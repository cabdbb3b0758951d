#![forbid(unsafe_code)]

//! Path-addressed observable state containers.
//!
//! An [`Observable`] wraps a [`serde_json::Value`] tree. There is no
//! transparent property interception: reads and writes go through an explicit
//! path API. A tracked read ([`Observable::get`]) deep-clones the addressed
//! subtree and registers the active effect on the path **and every descendant
//! path** of the returned value — the deep clone plays the role the
//! recursive property walk plays in proxy-based reactivity systems.
//!
//! # Invariants
//!
//! 1. Reading a path while an effect is active registers that effect as a
//!    dependent of the path.
//! 2. Writing a path notifies exactly the dependents recorded before the
//!    write; dependents stay registered until their own next run re-collects
//!    subscriptions.
//! 3. A write that does not change a scalar value is a no-op. Object and
//!    array writes always notify (reference identity cannot be observed
//!    through clones, so container writes are assumed to be changes).
//! 4. Structural mutations (new key, deletion, push, splice) notify the
//!    container path and all registered descendant paths, as if every
//!    index/key changed.
//!
//! Dependents are effect *ids*, never owning references — see the
//! [`registry`](crate::registry) module for the arena discipline.

use serde_json::Value;

use crate::effect::trigger_effects;
use crate::path::{
    delete_by_path, get_by_path, is_descendant_path, join_index, join_key, parse_path,
    set_by_path,
};
use crate::registry::{
    self, ObservableId, ObservableSlot, current_effect, insert_observable,
    release_observable_if_unused, with_observable_slot,
};

/// A shared, path-addressed reactive state container.
///
/// Cloning an `Observable` clones the handle, not the state; the backing
/// entry is released when the last handle drops.
#[derive(Debug)]
pub struct Observable {
    id: ObservableId,
}

impl Observable {
    /// Wrap `initial` in a new container.
    pub fn new(initial: Value) -> Self {
        let id = insert_observable(ObservableSlot {
            generation: registry::next_generation(),
            value: initial,
            deps: Default::default(),
            handles: 1,
        });
        Self { id }
    }

    pub(crate) fn raw_id(&self) -> ObservableId {
        self.id
    }

    /// Tracked read: clone of the subtree at `path` (`Null` when absent).
    ///
    /// While an effect is active this registers it on `path` and every
    /// descendant path of the returned subtree.
    pub fn get(&self, path: &str) -> Value {
        let value = self.get_untracked(path);
        if current_effect().is_some() {
            self.track(path);
            let mut descendants = Vec::new();
            collect_descendant_paths(path, &value, &mut descendants);
            for descendant in descendants {
                self.track(&descendant);
            }
        }
        value
    }

    /// Clone of the subtree at `path` without dependency registration.
    pub fn get_untracked(&self, path: &str) -> Value {
        with_observable_slot(self.id, |slot| {
            get_by_path(&slot.value, path).cloned().unwrap_or(Value::Null)
        })
        .unwrap_or(Value::Null)
    }

    /// Borrow the raw root value without cloning or tracking.
    ///
    /// The closure must not call back into this observable (the backing
    /// storage is borrowed for the duration of the call).
    pub fn peek<R>(&self, f: impl FnOnce(&Value) -> R) -> Option<R> {
        with_observable_slot(self.id, |slot| f(&slot.value))
    }

    /// Untracked clone of the whole root value.
    pub fn snapshot(&self) -> Value {
        self.get_untracked("")
    }

    /// Write `value` at `path`, notifying dependents on change.
    ///
    /// Scalar writes that leave the value identical are no-ops. Writing a
    /// previously-absent path is a structural change and notifies the
    /// enclosing container's dependents as well.
    pub fn set(&self, path: &str, value: Value) {
        let existing = with_observable_slot(self.id, |slot| {
            get_by_path(&slot.value, path).cloned()
        })
        .flatten();

        let is_container = matches!(value, Value::Object(_) | Value::Array(_));
        if let Some(old) = &existing {
            if *old == value && !is_container {
                return;
            }
        }
        let structural = existing.is_none();

        with_observable_slot(self.id, |slot| set_by_path(&mut slot.value, path, value));

        if structural {
            self.notify_subtree(&parent_path(path));
        } else {
            self.notify_subtree(path);
        }
    }

    /// Remove the value at `path` (object key or array element), notifying
    /// the enclosing container's dependents.
    pub fn delete(&self, path: &str) {
        let removed = with_observable_slot(self.id, |slot| delete_by_path(&mut slot.value, path))
            .unwrap_or(false);
        if removed {
            self.notify_subtree(&parent_path(path));
        }
    }

    /// Append to the array at `path`; structural notification.
    pub fn push(&self, path: &str, value: Value) {
        let pushed = with_observable_slot(self.id, |slot| {
            match crate::path::get_by_segments_mut(&mut slot.value, &parse_path(path)) {
                Some(Value::Array(items)) => {
                    items.push(value);
                    true
                }
                _ => false,
            }
        })
        .unwrap_or(false);
        if pushed {
            self.notify_subtree(path);
        } else {
            tracing::warn!(path, "push target is not an array");
        }
    }

    /// Splice the array at `path`: remove `delete_count` elements at `start`
    /// and insert `items` in their place. Structural notification.
    pub fn splice(&self, path: &str, start: usize, delete_count: usize, items: Vec<Value>) {
        let spliced = with_observable_slot(self.id, |slot| {
            match crate::path::get_by_segments_mut(&mut slot.value, &parse_path(path)) {
                Some(Value::Array(existing)) => {
                    let start = start.min(existing.len());
                    let end = (start + delete_count).min(existing.len());
                    existing.splice(start..end, items);
                    true
                }
                _ => false,
            }
        })
        .unwrap_or(false);
        if spliced {
            self.notify_subtree(path);
        } else {
            tracing::warn!(path, "splice target is not an array");
        }
    }

    /// Low-level dependency registration: subscribe the active effect to
    /// exactly `path` (no descendant walk).
    pub fn track(&self, path: &str) {
        let Some(effect) = current_effect() else {
            return;
        };
        let newly_added = with_observable_slot(self.id, |slot| {
            slot.deps.entry(path.to_string()).or_default().insert(effect)
        })
        .unwrap_or(false);
        if newly_added {
            crate::registry::with_effect_slot(effect, |slot| {
                slot.deps.push((self.id, path.to_string()));
            });
        }
    }

    /// Low-level notification: trigger the dependents of `path` and of every
    /// registered descendant path.
    pub fn trigger(&self, path: &str) {
        self.notify_subtree(path);
    }

    fn notify_subtree(&self, base: &str) {
        let dependents = with_observable_slot(self.id, |slot| {
            let mut ids: Vec<_> = slot
                .deps
                .iter()
                .filter(|(path, _)| path.as_str() == base || is_descendant_path(path, base))
                .flat_map(|(_, effects)| effects.iter().copied())
                .collect();
            ids.sort_unstable();
            ids.dedup();
            ids
        })
        .unwrap_or_default();
        trigger_effects(dependents);
    }
}

impl Clone for Observable {
    fn clone(&self) -> Self {
        with_observable_slot(self.id, |slot| slot.handles += 1);
        Self { id: self.id }
    }
}

impl Drop for Observable {
    fn drop(&mut self) {
        with_observable_slot(self.id, |slot| slot.handles = slot.handles.saturating_sub(1));
        release_observable_if_unused(self.id);
    }
}

/// The enclosing container path (everything up to the last segment).
fn parent_path(path: &str) -> String {
    let segments = parse_path(path);
    let mut parent = String::new();
    for segment in segments.iter().take(segments.len().saturating_sub(1)) {
        match segment {
            crate::path::PathSeg::Key(k) => parent = join_key(&parent, k),
            crate::path::PathSeg::Index(i) => parent = join_index(&parent, *i),
        }
    }
    parent
}

/// Enumerate the paths of every nested value under `value`, rooted at `base`.
fn collect_descendant_paths(base: &str, value: &Value, out: &mut Vec<String>) {
    match value {
        Value::Object(map) => {
            for (key, child) in map {
                let path = join_key(base, key);
                collect_descendant_paths(&path, child, out);
                out.push(path);
            }
        }
        Value::Array(items) => {
            for (index, child) in items.iter().enumerate() {
                let path = join_index(base, index);
                collect_descendant_paths(&path, child, out);
                out.push(path);
            }
        }
        _ => {}
    }
}

#[cfg(test)]
mod tests {
    use super::*;
    use crate::effect::ReactiveEffect;
    use serde_json::json;
    use std::cell::Cell;
    use std::rc::Rc;

    fn counting_effect(f: impl Fn() + 'static) -> (ReactiveEffect, Rc<Cell<u32>>) {
        let runs = Rc::new(Cell::new(0));
        let runs_inner = Rc::clone(&runs);
        let effect = ReactiveEffect::new(move || {
            runs_inner.set(runs_inner.get() + 1);
            f();
            Value::Null
        });
        (effect, runs)
    }

    #[test]
    fn read_registers_and_write_notifies() {
        let state = Observable::new(json!({"a": 1, "b": {"c": 2}}));
        let reader = state.clone();
        let (effect, runs) = counting_effect(move || {
            let _ = reader.get("a");
        });
        effect.run();
        assert_eq!(runs.get(), 1);

        state.set("a", json!(2));
        assert_eq!(runs.get(), 2);

        // Unread key does not notify.
        state.set("b.c", json!(3));
        assert_eq!(runs.get(), 2);
    }

    #[test]
    fn identical_scalar_write_is_noop() {
        let state = Observable::new(json!({"n": 5}));
        let reader = state.clone();
        let (effect, runs) = counting_effect(move || {
            let _ = reader.get("n");
        });
        effect.run();
        state.set("n", json!(5));
        assert_eq!(runs.get(), 1);
        state.set("n", json!(6));
        assert_eq!(runs.get(), 2);
    }

    #[test]
    fn container_write_always_notifies() {
        let state = Observable::new(json!({"obj": {"x": 1}}));
        let reader = state.clone();
        let (effect, runs) = counting_effect(move || {
            let _ = reader.get("obj");
        });
        effect.run();
        state.set("obj", json!({"x": 1}));
        assert_eq!(runs.get(), 2);
    }

    #[test]
    fn deep_read_tracks_nested_paths() {
        let state = Observable::new(json!({"b": {"c": 2}}));
        let reader = state.clone();
        let (effect, runs) = counting_effect(move || {
            let _ = reader.get("b");
        });
        effect.run();

        // Deep clone of "b" registered "b.c" as well.
        state.set("b.c", json!(3));
        assert_eq!(runs.get(), 2);
    }

    #[test]
    fn new_key_notifies_container_readers() {
        let state = Observable::new(json!({"b": {"c": 2}}));
        let reader = state.clone();
        let (effect, runs) = counting_effect(move || {
            let _ = reader.get("b");
        });
        effect.run();

        // "b.d" never existed, so readers of "b" must still be notified.
        state.set("b.d", json!(4));
        assert_eq!(runs.get(), 2);
    }

    #[test]
    fn delete_notifies_container_readers() {
        let state = Observable::new(json!({"b": {"c": 2, "d": 3}}));
        let reader = state.clone();
        let (effect, runs) = counting_effect(move || {
            let _ = reader.get("b");
        });
        effect.run();
        state.delete("b.d");
        assert_eq!(runs.get(), 2);
        assert_eq!(state.get_untracked("b"), json!({"c": 2}));
    }

    #[test]
    fn structural_array_mutations_notify_iterators() {
        let state = Observable::new(json!({"list": [1, 2]}));
        let reader = state.clone();
        let (effect, runs) = counting_effect(move || {
            let _ = reader.get("list");
        });
        effect.run();

        state.push("list", json!(3));
        assert_eq!(runs.get(), 2);
        assert_eq!(state.get_untracked("list"), json!([1, 2, 3]));

        state.splice("list", 0, 2, vec![json!(9)]);
        assert_eq!(runs.get(), 3);
        assert_eq!(state.get_untracked("list"), json!([9, 3]));
    }

    #[test]
    fn stale_dependencies_are_pruned_each_run() {
        let state = Observable::new(json!({"flag": true, "a": 1, "b": 2}));
        let reader = state.clone();
        let (effect, runs) = counting_effect(move || {
            if reader.get("flag") == json!(true) {
                let _ = reader.get("a");
            } else {
                let _ = reader.get("b");
            }
        });
        effect.run();
        assert_eq!(runs.get(), 1);

        state.set("flag", json!(false));
        assert_eq!(runs.get(), 2);

        // The latest run read "b", not "a": mutating "a" must not notify.
        state.set("a", json!(10));
        assert_eq!(runs.get(), 2);
        state.set("b", json!(20));
        assert_eq!(runs.get(), 3);
    }

    #[test]
    fn untracked_reads_do_not_register() {
        let state = Observable::new(json!({"a": 1}));
        let reader = state.clone();
        let (effect, runs) = counting_effect(move || {
            let _ = reader.get_untracked("a");
        });
        effect.run();
        state.set("a", json!(2));
        assert_eq!(runs.get(), 1);
    }
}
■ ■ ■ ■ ■ ■ ■
ABOUT THIS TASK: Across the data, pull every line containing the string "well".

YOUR RESPONSE:
    /// enclosing container's dependents as well.
        // Deep clone of "b" registered "b.c" as well.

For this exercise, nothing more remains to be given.